The Science of Yoga – Healing

Healing

This chapter discusses how yoga has helped two individuals heal and their different paths to teaching yoga.

The first is Loren Fishman, an MD in New York.  Fishman went to India before becoming a doctor.  While there, he studied with BKS Iyengar for a year at the end of which Mr. Iyengar sent Loren back to the US to teach yoga.  It was Loren’s quest to heal an ailing world that led him to yoga and eventually into medicine.  Dr. Fishman discovered that practicing yoga helped him recover from a rotator cuff tear.  He was scheduled to have surgery for his injury, but the actions of the arm work in the Head Stands he practiced helped him recover his strength and range of movement without that intervention.  Dr. Fishman also discovered that particular yoga poses helped his patients in a low cost, non-invasive way.  He leads yoga classes in his office after hours.  Because of his medical expertise Dr. Fishman mostly works with students who have specific issues.

(In this chapter, Dr. Fishman mentions a few of the Iyengar techniques that help people with some specific problems:  toe stretches for bunions, Head Stand for rotator cuff injuries, yoga stretches for osteoarthritis, exercises for osteoporosis, and although it is not stated in this book, Dr. Fishman also uses Side Plank for Scoliosis.  Before trying any of these, make sure you understand how to do them safely, or you could be exacerbating your condition!  I’d be happy to show you.)

And the other is Larry Payne who could be said to be the founding president of the Intenational Association of Yoga Therapists.  Mr. Payne is a former West Coast marketing executive who found that yoga cured the back pain he experienced from the stress of his career.  He quit marketing and became a yoga teacher.  He too, went to India and studied with a prominent teacher.  He founded a yoga center in LA.  Payne taught regular yoga.  But he also toiled to advance the kind of healing that he himself had experienced and to integrate it into western medicine. Mr. Broad says: “If nothing else, that was an astute business move that that helped distinguish his enterprise from the region’s growing number of yoga teachers.”

“The credential he needed for credibility in his new calling was a medical degree.  But for a man of forty who was trying to reinvent himself, the amount of time and money required to earn that degree was staggering.  He found a different route in an alternative, online college.  Mr. Payne has published books with his PhD prominently featured to lend his work an air of credibility in the hopes that you assume that his degree is a college accredited in the usual way.

The rest of the chapter talks about the process of becoming a yoga teacher and a yoga therapist.  In the US, there is no governing board that regulates yoga teachers or therapists.

Several years ago, I had a friend who attended yoga classes with me.  I decided to take a yoga teacher training program.  I guess because we hung out together, she felt that she learned how to teach yoga through osmosis.  So, she applied to be a yoga teacher at a school.  I was relieved when she didn’t get the job.  I couldn’t believe that she felt that she could just qualify herself to teach yoga!  Unfortunately, there is nothing to stop anyone from calling themselves a yoga teacher.  There is an organization called Yoga Alliance that “registers” yoga teachers.  It sets minimum standards and recommendations but it does not “certify” yoga teachers.  It is up to the individual teacher who runs the school to “certify” students.

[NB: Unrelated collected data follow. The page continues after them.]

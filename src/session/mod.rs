//! Interaction State Machine - per-tool sessions and simulated processing

mod controller;
mod machine;
mod outcome;
mod policy;
mod upload;

pub use controller::{CompletionEvent, FAULT_NOTICE, SessionController};
pub use machine::{Phase, ProcessRequest, Session};
pub use outcome::{OutputFile, ResultPayload, ResultRecord};
pub use policy::{
    ACTION_COMPLETED, CompletionPolicy, CompletionRule, EXTRACTED_TEXT, SimulatedPolicy, output_file_for,
    validate_completion_table,
};
pub use upload::UploadedFile;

This leads to great variety in the quality of teachers.  Most teacher training programs are about 200 hours, or approximately 4 to 5 weeks of training.  As Mr. Broad pointed out in the last chapter: “would you study with a violin teacher who had trained for a month? A sculptor? A basketball player?”  One interesting question I often get asked by potential students who are looking at my teacher training program : “Can it be done quicker?”

This is not to say that all yoga teachers are unqualified.  There are many teachers out there who have labored for years and decades to hone their healing expertise and have helped countless people.  The problem is finding them is a process of trial and error.  This, however, may also be true in professions where the credentials are regulated and inspected.